SINGAPORE (AP) – The chief executive of GlaxoSmithKline, the world’s second-largest drug maker by revenue, said the global economy could remain sluggish for some time as tight credit markets and cautious corporate investment hamper growth.
Andrew Witty, Glaxo’s CEO, said banks remain leery of lending and companies are still “risk averse” as the impact of a credit crisis that began in the U.S. sub-prime mortgage sector in 2007 undermines investment.

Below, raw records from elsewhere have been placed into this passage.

//! Command trait, command instances and the registry
//!
//! A [`Command`] is a stateless handler registered under a keyword. The
//! registry acts as the factory: [`CommandRegistry::create`] returns a
//! [`ParsedCommand`] whose fields hold the handler's defaults, ready to be
//! filled in by the parser.

use std::fmt;
use std::sync::Arc;

use ahash::AHashMap;

use crate::application::Application;
use crate::error::{CmdError, CmdResult};
use crate::marshal::write_value;
use crate::response::CommandResponse;
use crate::schema::{CommandArgs, FieldDef};
use crate::session::ScriptingContext;

/// What a command can reach while executing
pub struct CommandContext<'a> {
    /// Application holding projects, cases and views
    pub app: &'a mut dyn Application,
    /// Session state (export paths, open project, start directory)
    pub session: &'a mut ScriptingContext,
    /// Whether to suppress informational output
    pub quiet: bool,
}

impl<'a> CommandContext<'a> {
    pub fn new(app: &'a mut dyn Application, session: &'a mut ScriptingContext) -> Self {
        Self {
            app,
            session,
            quiet: false,
        }
    }

    pub fn with_quiet(mut self, quiet: bool) -> Self {
        self.quiet = quiet;
        self
    }

    /// Print a message (unless quiet mode is enabled)
    pub fn print(&self, msg: &str) {
        if !self.quiet {
            log::info!("{}", msg);
        }
    }

    /// Report a domain problem that does not fail the command
    pub fn warn(&self, msg: &str) {
        log::warn!("{}", msg);
    }
}

/// Trait for command implementations
pub trait Command: Send + Sync {
    /// Keyword used in scripts
    fn name(&self) -> &str;

    /// Ordered field schema
    fn fields(&self) -> &[FieldDef] {
        &[]
    }

    fn help(&self) -> &str {
        "No help available."
    }

    fn aliases(&self) -> &[&str] {
        &[]
    }

    /// Run the command with fully populated arguments
    fn execute(&self, ctx: &mut CommandContext<'_>, args: &CommandArgs) -> CommandResponse;
}

/// One command read from a script, with its field values
#[derive(Clone)]
pub struct ParsedCommand {
    keyword: String,
    line: usize,
    args: CommandArgs,
    handler: Arc<dyn Command>,
}

impl fmt::Debug for ParsedCommand {
    fn fmt(&self, f: &mut fmt::Formatter<'_>) -> fmt::Result {
        f.debug_struct("ParsedCommand")
            .field("keyword", &self.keyword)
            .field("line", &self.line)
            .field("args", &self.args)
            .finish()
    }
}

impl ParsedCommand {
    fn new(keyword: &str, handler: Arc<dyn Command>) -> Self {
        Self {
            keyword: keyword.to_string(),
            line: 0,
            args: CommandArgs::from_defaults(handler.fields()),
            handler,
        }
    }

    /// Record the script line the command starts on
    pub fn at_line(mut self, line: usize) -> Self {
        self.line = line;
        self
    }

    /// Keyword as written in the script (may be an alias)
    pub fn keyword(&self) -> &str {
        &self.keyword
    }

    /// Canonical command name
    pub fn name(&self) -> &str {
        self.handler.name()
    }

    pub fn line(&self) -> usize {
        self.line
    }

    pub fn fields(&self) -> &[FieldDef] {
        self.handler.fields()
    }

    pub fn field(&self, name: &str) -> Option<&FieldDef> {
        self.fields().iter().find(|f| f.name == name)
    }

    pub fn args(&self) -> &CommandArgs {
        &self.args
    }

    pub fn args_mut(&mut self) -> &mut CommandArgs {
        &mut self.args
    }

    pub fn execute(&self, ctx: &mut CommandContext<'_>) -> CommandResponse {
        self.handler.execute(ctx, &self.args)
    }

    /// Encode the command back into script syntax
    ///
    /// Internal fields and null object references are left out.
    pub fn to_script(&self) -> String {
        let mut out = String::new();
        out.push_str(self.name());
        out.push('(');

        let mut first = true;
        for (field, (name, value)) in self.fields().iter().zip(self.args.iter()) {
            if !field.scriptable || value.is_null_ref() {
                continue;
            }
            if !first {
                out.push_str(", ");
            }
            first = false;
            out.push_str(name);
            out.push('=');
            write_value(value, &mut out);
        }

        out.push(')');
        out
    }
}

/// Registry mapping command keywords to implementations
pub struct CommandRegistry {
    /// Commands indexed by name
    commands: AHashMap<String, Arc<dyn Command>>,
    /// Aliases mapping alias -> command name
    aliases: AHashMap<String, String>,
}

impl Default for CommandRegistry {
    fn default() -> Self {
        Self::new()
    }
}

impl CommandRegistry {
    /// Create a new empty registry
    pub fn new() -> Self {
        Self {
            commands: AHashMap::new(),
            aliases: AHashMap::new(),
        }
    }

    /// Create a registry with all built-in commands registered
    pub fn with_builtins() -> CmdResult<Self> {
        let mut registry = Self::new();
        crate::commands::register_all(&mut registry)?;
        Ok(registry)
    }

    /// Register a command and its aliases
    ///
    /// A keyword or alias that is already taken is rejected; registration is
    /// meant to happen once at startup.
    pub fn register<C: Command + 'static>(&mut self, cmd: C) -> CmdResult {
        self.register_arc(Arc::new(cmd))
    }

    /// Register a shared command
    pub fn register_arc(&mut self, cmd: Arc<dyn Command>) -> CmdResult {
        let name = cmd.name().to_string();
        if self.contains(&name) {
            return Err(CmdError::DuplicateCommand(name));
        }
        for alias in cmd.aliases() {
            if self.contains(alias) || *alias == name {
                return Err(CmdError::DuplicateCommand(alias.to_string()));
            }
        }

        for alias in cmd.aliases() {
            self.aliases.insert(alias.to_string(), name.clone());
        }
        log::debug!("registered command '{}'", name);
        self.commands.insert(name, cmd);
        Ok(())
    }

    /// Look up a command by name or alias
    pub fn get(&self, name: &str) -> Option<Arc<dyn Command>> {
        if let Some(cmd) = self.commands.get(name) {
            return Some(cmd.clone());
        }

        self.aliases
            .get(name)
            .and_then(|real_name| self.commands.get(real_name))
            .cloned()
    }

    /// Instantiate a command with default field values
    pub fn create(&self, keyword: &str) -> Option<ParsedCommand> {
        self.get(keyword).map(|handler| ParsedCommand::new(keyword, handler))
    }

    /// Check if a command exists
    pub fn contains(&self, name: &str) -> bool {
        self.commands.contains_key(name) || self.aliases.contains_key(name)
    }

    /// Command names (not including aliases), sorted
    pub fn names(&self) -> Vec<&str> {
        let mut names: Vec<&str> = self.commands.keys().map(String::as_str).collect();
        names.sort_unstable();
        names
    }

    pub fn len(&self) -> usize {
        self.commands.len()
    }

    pub fn is_empty(&self) -> bool {
        self.commands.is_empty()
    }

    /// Usage line and help text of a command
    pub fn help(&self, name: &str) -> Option<String> {
        let cmd = self.get(name)?;
        let params: Vec<String> = cmd
            .fields()
            .iter()
            .filter(|f| f.scriptable)
            .map(|f| {
                let mut default = String::new();
                write_value(&f.default.to_value(), &mut default);
                if default.is_empty() {
                    format!("{}: {}", f.name, f.ty.type_name())
                } else {
                    format!("{}: {} = {}", f.name, f.ty.type_name(), default)
                }
            })
            .collect();

        let mut text = format!("{}({})\n\n{}\n", cmd.name(), params.join(", "), cmd.help().trim());
        for field in cmd.fields().iter().filter(|f| f.scriptable && !f.help.is_empty()) {
            text.push_str(&format!("\n    {:<24}{}", field.name, field.help));
        }
        Some(text)
    }
}

#[cfg(test)]
mod tests {
    use super::*;
    use crate::schema::FieldDefault;
    use crate::value::{ObjectRef, Value, ValueType};

    struct TestCommand;

    static TEST_FIELDS: &[FieldDef] = &[
        FieldDef::new("path", ValueType::String, FieldDefault::Str("")).help("File to read"),
        FieldDef::new("count", ValueType::Int, FieldDefault::Int(1)),
        FieldDef::new("view", ValueType::ObjectRef("View"), FieldDefault::NullRef),
        FieldDef::new("secret", ValueType::Bool, FieldDefault::Bool(false)).internal(),
    ];

    impl Command for TestCommand {
        fn name(&self) -> &str {
            "test"
        }

        fn fields(&self) -> &[FieldDef] {
            TEST_FIELDS
        }

        fn help(&self) -> &str {
            "Test command"
        }

        fn aliases(&self) -> &[&str] {
            &["test_alias"]
        }

        fn execute(&self, _ctx: &mut CommandContext<'_>, _args: &CommandArgs) -> CommandResponse {
            CommandResponse::ok()
        }
    }

    #[test]
    fn test_registry() {
        let mut registry = CommandRegistry::new();
        registry.register(TestCommand).unwrap();

        assert!(registry.contains("test"));
        assert!(registry.contains("test_alias"));
        assert!(!registry.contains("unknown"));

        let cmd = registry.get("test_alias").unwrap();
        assert_eq!(cmd.name(), "test");
        assert_eq!(registry.names(), vec!["test"]);
    }

    #[test]
    fn test_duplicate_registration_is_rejected() {
        let mut registry = CommandRegistry::new();
        registry.register(TestCommand).unwrap();
        let err = registry.register(TestCommand).unwrap_err();
        assert!(matches!(err, CmdError::DuplicateCommand(name) if name == "test"));
        assert_eq!(registry.len(), 1);
    }

    #[test]
    fn test_create_uses_defaults() {
        let mut registry = CommandRegistry::new();
        registry.register(TestCommand).unwrap();

        let cmd = registry.create("test_alias").unwrap().at_line(4);
        assert_eq!(cmd.keyword(), "test_alias");
        assert_eq!(cmd.name(), "test");
        assert_eq!(cmd.line(), 4);
        assert_eq!(cmd.args().get_int("count"), Some(1));
        assert!(registry.create("nope").is_none());
    }

    #[test]
    fn test_to_script_omits_null_refs_and_internal_fields() {
        let mut registry = CommandRegistry::new();
        registry.register(TestCommand).unwrap();

        let mut cmd = registry.create("test").unwrap();
        cmd.args_mut().set("path", Value::from("a \"b\".rsp"));
        assert_eq!(cmd.to_script(), r#"test(path="a \"b\".rsp", count=1)"#);

        cmd.args_mut().set("view", Value::from(ObjectRef::new("View", 2)));
        assert_eq!(cmd.to_script(), r#"test(path="a \"b\".rsp", count=1, view=View:2)"#);
    }

    #[test]
    fn test_help_lists_scriptable_fields() {
        let mut registry = CommandRegistry::new();
        registry.register(TestCommand).unwrap();
        let help = registry.help("test").unwrap();
        assert!(help.starts_with("test(path: string = \"\", count: int = 1, view: View:id)"));
        assert!(help.contains("File to read"));
        assert!(!help.contains("secret"));
    }
}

“I still see significant economic contraction,” Witty said Tuesday at a news conference in Singapore, where Glaxo was opening a vaccine plant. “We’re working on the basis that this could be a relatively anemic economic backdrop for a while.” Stock markets have surged around the world since early March on expectations the worst of the global downturn is over.
“I’m not yet confident that anything is very different today than it was three months ago,” Witty said. “I think we’re still seeing an environment very similar to the one we saw in the second half of last year.”
Whitty said the company’s over-the-counter sales have been “very robust” in Asia over the last 18 months while the U.S. was “not too bad” and Europe was “the one area we’ve suffered the most.”
Glaxo’s prescription business, meanwhile, has been “a little bit soft” in the U.S, Witty said.
“There was a tremendous impact on credit markets, tremendous impact on risk,” Witty said. “Economic cycles take months or years, not weeks.”
Glaxo said in April its first quarter profit fell 13 percent on weak U.S. pharmaceutical sales.
The 600 million Singapore dollar ($412 million) factory will produce vaccines by 2011 for ailments such as meningitis, bacteraemic pneumonia and middle ear infections, Witty said. Glaxo has about 25 percent of the global vaccine market, he said.